Fig. 7: Late phase type I IFN in m.5019A>G macrophages is dependent on mitochondrial nucleic acids.

a, b Representative transmission electron microscopy (TEM) images (a) and cristae and mitochondrial aspect ratio (length/width) analysis (b) of non-stimulated (non-stim) and lipopolysaccharide (LPS)-stimulated wildtype (WT) and m.5019A>G BMDMs (n = 3; LPS 6 h; mitochondria from a minimum of 9 cells were analysed per condition per biological replicate). Scale bars: 0.5 μm. Black arrows indicate mitochondria. c Mitochondrial (mt)DNA and mtRNA levels in cytosolic fraction of non-stim WT and m.5019A>G BMDMs (n = 6). d, e Representative immunofluorescence staining of DNA and translocase of the outer membrane 20 (TOM20) coupled to confocal microscopy in LPS-stimulated WT and m.5019A>G BMDMs (d) and cytosolic DNA foci quantification in non-stim and LPS-stimulated WT and m.5019 A > G BMDMs (e) (n = 3; LPS 24 h; minimum of 20 cells analysed per condition per biological replicate).
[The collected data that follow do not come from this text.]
//! Configuration type definitions for gitview.
//!
//! Responsibilities:
//! - Define the on-disk shape of the keybinding file.
//!
//! Does NOT handle:
//! - Syntax validation (see `keybind` module at crate root).
//! - Locating or reading the file (see `loader`).

pub mod keybind;

pub use keybind::{KeybindingEntry, KeybindingsFile};
//! Keybinding file types.
//!
//! Invariants:
//! - Entries are applied in file order, so later entries win.
//! - `view` defaults to the catch-all view when omitted.

use serde::{Deserialize, Serialize};

use crate::constants::{CURRENT_VERSION, DEFAULT_VIEW};

fn default_view() -> String {
    DEFAULT_VIEW.to_string()
}

fn default_version() -> u32 {
    CURRENT_VERSION
}

/// One user keybinding directive.
#[derive(Debug, Clone, PartialEq, Eq, Serialize, Deserialize)]
#[serde(tag = "kind", rename_all = "snake_case")]
pub enum KeybindingEntry {
    /// Bind `keys` to a canonical action identifier such as `<gv-next-line>`.
    Bind {
        #[serde(default = "default_view")]
        view: String,
        keys: String,
        action: String,
    },
    /// Make `keys` behave like `target`.
    Map {
        #[serde(default = "default_view")]
        view: String,
        keys: String,
        target: String,
    },
    /// Remove whatever `keys` is bound to in `view`.
    Unmap {
        #[serde(default = "default_view")]
        view: String,
        keys: String,
    },
}

impl KeybindingEntry {
    pub fn view(&self) -> &str {
        match self {
            Self::Bind { view, .. } | Self::Map { view, .. } | Self::Unmap { view, .. } => view,
        }
    }

    pub fn keys(&self) -> &str {
        match self {
            Self::Bind { keys, .. } | Self::Map { keys, .. } | Self::Unmap { keys, .. } => keys,
        }
    }

    /// The `kind` tag as written in the file.
    pub fn kind(&self) -> &'static str {
        match self {
            Self::Bind { .. } => "bind",
            Self::Map { .. } => "map",
            Self::Unmap { .. } => "unmap",
        }
    }
}

/// The keybinding configuration file.
#[derive(Debug, Clone, PartialEq, Eq, Serialize, Deserialize)]
pub struct KeybindingsFile {
    #[serde(default = "default_version")]
    pub version: u32,
    #[serde(default)]
    pub bindings: Vec<KeybindingEntry>,
}

impl Default for KeybindingsFile {
    fn default() -> Self {
        Self {
            version: CURRENT_VERSION,
            bindings: Vec::new(),
        }
    }
}

impl KeybindingsFile {
    pub fn is_empty(&self) -> bool {
        self.bindings.is_empty()
    }
}
//! View identifiers used as binding scopes.
//!
//! Responsibilities:
//! - Enumerate the views that can own key bindings.
//! - Reserve [`ViewId::All`] as the catch-all scope consulted last.
//! - Convert between views and their snake_case config names.
//!
//! Invariants:
//! - Views are independent; a view never inherits its parent's bindings
//!   unless the caller lists the parent in the hierarchy it resolves with.

use std::fmt;
use std::str::FromStr;

use serde::{Deserialize, Serialize};

use crate::error::KeymapError;

/// A UI view that can own key bindings.
#[derive(
    Debug, Clone, Copy, PartialEq, Eq, Hash, PartialOrd, Ord, Serialize, Deserialize, Default,
)]
#[serde(rename_all = "snake_case")]
pub enum ViewId {
    /// Catch-all scope appended to every lookup
    #[default]
    All,
    Main,
    History,
    Ref,
    Commit,
    Diff,
    GitStatus,
    GitSummary,
    Status,
    ContextMenu,
    CommandOutput,
    Help,
}

impl ViewId {
    /// Every view in declaration order.
    pub const ALL: &'static [ViewId] = &[
        ViewId::All,
        ViewId::Main,
        ViewId::History,
        ViewId::Ref,
        ViewId::Commit,
        ViewId::Diff,
        ViewId::GitStatus,
        ViewId::GitSummary,
        ViewId::Status,
        ViewId::ContextMenu,
        ViewId::CommandOutput,
        ViewId::Help,
    ];

    /// The config-file name of this view.
    pub fn name(self) -> &'static str {
        match self {
            Self::All => "all",
            Self::Main => "main",
            Self::History => "history",
            Self::Ref => "ref",
            Self::Commit => "commit",
            Self::Diff => "diff",
            Self::GitStatus => "git_status",
            Self::GitSummary => "git_summary",
            Self::Status => "status",
            Self::ContextMenu => "context_menu",
            Self::CommandOutput => "command_output",
            Self::Help => "help",
        }
    }
}

impl fmt::Display for ViewId {
    fn fmt(&self, f: &mut fmt::Formatter<'_>) -> fmt::Result {
        f.write_str(self.name())
    }
}

impl FromStr for ViewId {
    type Err = KeymapError;

    /// Parses a view name case-insensitively; `-` is accepted in place of `_`.
    fn from_str(s: &str) -> Result<Self, Self::Err> {
        let normalized = s.trim().to_ascii_lowercase().replace('-', "_");
        Self::ALL
            .iter()
            .copied()
            .find(|view| view.name() == normalized)
            .ok_or_else(|| KeymapError::UnknownView(s.to_string()))
    }
}
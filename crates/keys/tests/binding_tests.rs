//! Integration tests for binding, resolution and help bookkeeping through the
//! public `KeyBindingManager` API.

use gitview_keys::{
    ActionType, Binding, BindingOrigin, KeyBindingManager, KeySequence, KeymapError, Resolution,
    ViewId, help_sections,
};

fn keys(raw: &str) -> KeySequence {
    KeySequence::parse(raw)
}

fn bind(manager: &mut KeyBindingManager, view: ViewId, raw: &str, action: ActionType) {
    manager
        .set_action_binding(view, &keys(raw), action, BindingOrigin::User)
        .unwrap();
}

#[test]
fn test_never_bound_sequence_resolves_to_none() {
    let manager = KeyBindingManager::new();
    for view in ViewId::ALL {
        assert_eq!(
            manager.resolve(&[*view], &keys("Q")),
            Resolution::unmatched(false)
        );
    }
}

#[test]
fn test_bound_sequence_resolves_to_action() {
    let mut manager = KeyBindingManager::new();
    bind(&mut manager, ViewId::History, "<C-x>", ActionType::Select);
    assert_eq!(
        manager.resolve(&[ViewId::History], &keys("<C-x>")),
        Resolution::matched(Binding::Action(ActionType::Select))
    );
}

#[test]
fn test_specific_view_beats_catch_all() {
    let mut manager = KeyBindingManager::new();
    bind(&mut manager, ViewId::Commit, "ab", ActionType::NextTab);
    bind(&mut manager, ViewId::All, "ab", ActionType::PrevTab);

    assert_eq!(
        manager.resolve(&[ViewId::Commit], &keys("ab")),
        Resolution::matched(Binding::Action(ActionType::NextTab))
    );
    assert_eq!(
        manager.resolve(&[ViewId::Ref], &keys("ab")),
        Resolution::matched(Binding::Action(ActionType::PrevTab))
    );
}

#[test]
fn test_exact_match_in_catch_all_overrides_pending_in_view() {
    let mut manager = KeyBindingManager::new();
    bind(&mut manager, ViewId::Commit, "gg", ActionType::FirstLine);
    bind(&mut manager, ViewId::All, "g", ActionType::LastLine);

    assert_eq!(
        manager.resolve(&[ViewId::Commit], &keys("g")),
        Resolution::matched(Binding::Action(ActionType::LastLine))
    );
}

#[test]
fn test_pure_pending() {
    let mut manager = KeyBindingManager::new();
    bind(&mut manager, ViewId::Commit, "gg", ActionType::FirstLine);

    assert_eq!(
        manager.resolve(&[ViewId::Commit], &keys("g")),
        Resolution::unmatched(true)
    );
    // Pending is scoped: other views see nothing
    assert_eq!(
        manager.resolve(&[ViewId::Ref], &keys("g")),
        Resolution::unmatched(false)
    );
}

#[test]
fn test_last_write_wins() {
    let mut manager = KeyBindingManager::new();
    bind(&mut manager, ViewId::All, "x", ActionType::NextTab);
    bind(&mut manager, ViewId::All, "x", ActionType::Exit);
    assert_eq!(
        manager.resolve(&[], &keys("x")).binding,
        Binding::Action(ActionType::Exit)
    );
}

#[test]
fn test_remap_resolves_to_remap_binding() {
    let mut manager = KeyBindingManager::new();
    manager
        .set_remap_binding(ViewId::Diff, &keys("x"), &keys("y"), BindingOrigin::User)
        .unwrap();
    assert_eq!(
        manager.resolve(&[ViewId::Diff], &keys("x")),
        Resolution::matched(Binding::Remap(keys("y")))
    );
}

#[test]
fn test_unbind_cleans_help_state() {
    let mut manager = KeyBindingManager::with_defaults();
    manager
        .set_remap_binding(ViewId::All, &keys("e"), &keys("<gv-next-line>"), BindingOrigin::User)
        .unwrap();
    assert!(manager.remove_binding(ViewId::All, &keys("e")));

    let listed: Vec<String> = manager
        .key_sequences(ActionType::NextLine, ViewId::All)
        .iter()
        .map(|b| b.keys().to_string())
        .collect();
    assert_eq!(listed, vec!["<Down>", "j"]);
}

#[test]
fn test_unbinding_unbound_pair_returns_false() {
    let mut manager = KeyBindingManager::with_defaults();
    let before = manager.index().len(ViewId::All);

    // "g" is only a prefix of the default "gg"
    assert!(!manager.remove_binding(ViewId::All, &keys("g")));
    assert!(!manager.remove_binding(ViewId::Main, &keys("zz")));

    assert_eq!(manager.index().len(ViewId::All), before);
    assert_eq!(
        manager.resolve(&[ViewId::Diff], &keys("gg")),
        Resolution::matched(Binding::Action(ActionType::FirstLine))
    );
    assert_eq!(
        manager.resolve(&[ViewId::Diff], &keys("g")),
        Resolution::unmatched(true)
    );
}

#[test]
fn test_remap_following_reaches_action_and_detects_cycles() {
    let mut manager = KeyBindingManager::with_defaults();
    manager
        .set_remap_binding(ViewId::All, &keys("e"), &keys("<gv-next-line>"), BindingOrigin::User)
        .unwrap();
    manager
        .set_remap_binding(ViewId::All, &keys("a"), &keys("b"), BindingOrigin::User)
        .unwrap();
    manager
        .set_remap_binding(ViewId::All, &keys("b"), &keys("a"), BindingOrigin::User)
        .unwrap();

    let followed = manager
        .resolve_remaps(&[ViewId::Diff], &keys("e"), gitview_keys::DEFAULT_MAX_REMAP_DEPTH)
        .unwrap();
    assert_eq!(followed.binding, Binding::Action(ActionType::NextLine));

    let err = manager
        .resolve_remaps(&[], &keys("a"), gitview_keys::DEFAULT_MAX_REMAP_DEPTH)
        .unwrap_err();
    assert!(matches!(err, KeymapError::RemapDepthExceeded { .. }));
}

#[test]
fn test_whitespace_keys_are_ordinary_tokens() {
    let mut manager = KeyBindingManager::new();
    bind(&mut manager, ViewId::All, " ", ActionType::NextPage);
    assert_eq!(
        manager.resolve(&[], &keys(" ")).binding,
        Binding::Action(ActionType::NextPage)
    );
}

#[test]
fn test_help_reflects_user_rebinding() {
    let mut manager = KeyBindingManager::with_defaults();
    manager
        .set_remap_binding(ViewId::All, &keys("<C-n>"), &keys("<gv-next-tab>"), BindingOrigin::User)
        .unwrap();

    let sections = help_sections(&manager);
    let row = sections
        .iter()
        .flat_map(|s| &s.rows)
        .find(|r| r.action_key == "<gv-next-tab>")
        .unwrap();
    assert_eq!(row.keys_text(), "gt, <C-n>*");
}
White arrows indicate cytosolic DNA foci. f Ifnb1 expression (LPS 24 h) and interferon-β (IFN-β) release (LPS 6 h) in LPS-stimulated WT and m.5019 A > G macrophages pre-treated with cyclic GMP-AMP synthase (cGAS) inhibitor RU.521 or vehicle control (DMSO) for 1 h (n = 3) (P = 0.000262). g mt-Nd1 (P = 0.000000008; P = 0.000946773), mt-Co3 (P = 0.000000005; P = 0.000236469), Ifnb1 (P = 0.000402; P = 0.000402) expression and IFN-β release in LPS-stimulated WT and m.5019A>G macrophages pre-treated with inhibitor of mitochondrial transcription 1 (IMT1) or vehicle control (DMSO) for 24 h (n = 3; LPS 24 h). Data are mean ± s.e.m. n number represents independent biological replicates (mice) from a minimum of three independent experiments. P-values calculated using multiple two-tailed unpaired t tests corrected for multiple comparisons using the Benjamini, Krieger and Yekutieli method.